Code Review for PR #37: Add invoice PDF renaming utility script

Thank you for this contribution! The script follows the established patterns well and implements a useful utility. Here are my findings:

✅ Strengths

Consistent with project conventions: Follows the same structure as rename_epubs.py with PEP 723 inline dependencies and Click framework
Good error handling: Handles edge cases like duplicate files, malformed filenames, and files already having date prefixes
Clear user feedback: Provides informative output during both dry-run and actual execution
Cross-platform compatibility: Gracefully falls back from st_birthtime to st_mtime for systems that don't support creation time
Documentation: README.md is properly updated with usage instructions

🐛 Issues & Bugs

Critical: Missing backslash in sanitize_filename (python/rename_invoices.py:35)

The invalid_chars string is missing the backslash character.
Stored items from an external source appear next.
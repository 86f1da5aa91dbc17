use regex::Regex;
use std::sync::LazyLock;

static NAMESPACE_NAME_REGEX: LazyLock<Regex> = LazyLock::new(|| {
    Regex::new(r"^[a-zA-Z][-a-zA-Z0-9]{4,48}[a-zA-Z0-9]$")
        .expect("NAMESPACE_NAME_REGEX is a valid regex pattern")
});

static QUEUE_NAME_REGEX: LazyLock<Regex> = LazyLock::new(|| {
    Regex::new(r"^[a-zA-Z0-9]$|^[a-zA-Z0-9][\w.\-/~]{0,258}[\w~]$")
        .expect("QUEUE_NAME_REGEX is a valid regex pattern")
});

static TOPIC_NAME_REGEX: LazyLock<Regex> = LazyLock::new(|| {
    Regex::new(r"^[a-zA-Z0-9]([-._~a-zA-Z0-9]{0,258}[a-zA-Z0-9])?$")
        .expect("TOPIC_NAME_REGEX is a valid regex pattern")
});

static SUBSCRIPTION_NAME_REGEX: LazyLock<Regex> = LazyLock::new(|| {
    Regex::new(r"^[a-zA-Z0-9]([-._a-zA-Z0-9]{0,48}[a-zA-Z0-9_])?$")
        .expect("SUBSCRIPTION_NAME_REGEX is a valid regex pattern")
});

/// Shared by authorization rules and subscription rules
static RULE_NAME_REGEX: LazyLock<Regex> = LazyLock::new(|| {
    Regex::new(r"^[a-zA-Z0-9]([-._a-zA-Z0-9]{0,48}[a-zA-Z0-9])?$")
        .expect("RULE_NAME_REGEX is a valid regex pattern")
});

pub const NAMESPACE_SKUS: [&str; 3] = ["Basic", "Standard", "Premium"];
pub const NAMESPACE_CAPACITIES: [i64; 6] = [0, 1, 2, 4, 8, 16];
pub const PREMIUM_MESSAGING_PARTITIONS: [i64; 4] = [0, 1, 2, 4];

const SQL_FILTER_MAX_LENGTH: usize = 1024;

pub fn namespace_name(value: &str) -> Result<(), String> {
    if !NAMESPACE_NAME_REGEX.is_match(value) {
        return Err(format!(
            "{:?} must be between 6 and 50 characters, start with a letter, end with a letter or number and contain only letters, numbers and hyphens",
            value
        ));
    }
    if value.ends_with("-sb") || value.ends_with("-mgmt") {
        return Err(format!(
            "{:?} cannot end with a hyphen, -sb, or -mgmt",
            value
        ));
    }
    Ok(())
}

pub fn queue_name(value: &str) -> Result<(), String> {
    if !QUEUE_NAME_REGEX.is_match(value) {
        return Err(format!(
            "{:?} can contain only letters, numbers, periods, hyphens, underscores, slashes and tildes, must start with a letter or number, end with a letter, number, underscore or tilde and be up to 260 characters",
            value
        ));
    }
    Ok(())
}

pub fn topic_name(value: &str) -> Result<(), String> {
    if !TOPIC_NAME_REGEX.is_match(value) {
        return Err(format!(
            "{:?} can contain only letters, numbers, periods, hyphens, underscores and tildes, must start and end with a letter or number and be up to 260 characters",
            value
        ));
    }
    Ok(())
}

pub fn subscription_name(value: &str) -> Result<(), String> {
    if !SUBSCRIPTION_NAME_REGEX.is_match(value) {
        return Err(format!(
            "{:?} can contain only letters, numbers, periods, hyphens and underscores, must start with a letter or number and be up to 50 characters",
            value
        ));
    }
    Ok(())
}

pub fn subscription_rule_name(value: &str) -> Result<(), String> {
    if !RULE_NAME_REGEX.is_match(value) {
        return Err(format!(
            "{:?} can contain only letters, numbers, periods, hyphens and underscores, must start and end with a letter or number and be up to 50 characters",
            value
        ));
    }
    Ok(())
}

pub fn authorization_rule_name(value: &str) -> Result<(), String> {
    if !RULE_NAME_REGEX.is_match(value) {
        return Err(format!(
            "{:?} can contain only letters, numbers, periods, hyphens and underscores, must start and end with a letter or number and be between 1 and 50 characters",
            value
        ));
    }
    Ok(())
}

pub fn sql_filter(value: &str) -> Result<(), String> {
    if value.trim().is_empty() {
        return Err("SQL filter expression cannot be empty".to_string());
    }
    if value.chars().count() > SQL_FILTER_MAX_LENGTH {
        return Err(format!(
            "SQL filter expression cannot exceed {} characters",
            SQL_FILTER_MAX_LENGTH
        ));
    }
    Ok(())
}

pub fn namespace_sku(value: &str) -> Result<(), String> {
    if !NAMESPACE_SKUS.contains(&value) {
        return Err(format!(
            "sku must be one of {}, got {:?}",
            NAMESPACE_SKUS.join(", "),
            value
        ));
    }
    Ok(())
}

/// Capacity is only meaningful for Premium namespaces
pub fn namespace_capacity(sku: &str, capacity: i64) -> Result<(), String> {
    if !NAMESPACE_CAPACITIES.contains(&capacity) {
        return Err(format!(
            "capacity must be one of 0, 1, 2, 4, 8 or 16, got {}",
            capacity
        ));
    }
    if sku.eq_ignore_ascii_case("Premium") {
        if capacity == 0 {
            return Err("service bus SKU \"Premium\" only supports `capacity` of 1, 2, 4, 8 or 16".to_string());
        }
    } else if capacity != 0 {
        return Err(format!(
            "service bus SKU {:?} only supports `capacity` of 0",
            sku
        ));
    }
    Ok(())
}

pub fn premium_messaging_partitions(sku: &str, partitions: i64) -> Result<(), String> {
    if !PREMIUM_MESSAGING_PARTITIONS.contains(&partitions) {
        return Err(format!(
            "premium_messaging_partitions must be one of 0, 1, 2 or 4, got {}",
            partitions
        ));
    }
    if !sku.eq_ignore_ascii_case("Premium") && partitions > 0 {
        return Err("premium messaging partitions is not supported by service bus SKU \"Basic\" or \"Standard\"".to_string());
    }
    if sku.eq_ignore_ascii_case("Premium") && partitions == 0 {
        return Err("service bus SKU \"Premium\" only supports `premium_messaging_partitions` of 1, 2 or 4".to_string());
    }
    Ok(())
}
It should be: '<>:"/\|?*' to match rename_epubs.py:63. This is important for cross-platform compatibility.

Bug: Missing continue statement (python/rename_invoices.py:66-67)

When a file already has a date prefix, the code echoes a message but doesn't continue to skip further processing. Add an explicit 'continue' after line 67 to prevent the code from trying to parse and rename these files.

Potential Issue: Company name parsing too simplistic (python/rename_invoices.py:71-76)

The script assumes company name is the first word using split(maxsplit=1). This works for single-word companies but might not handle multi-word company names as expected. Consider documenting the expected input format more explicitly.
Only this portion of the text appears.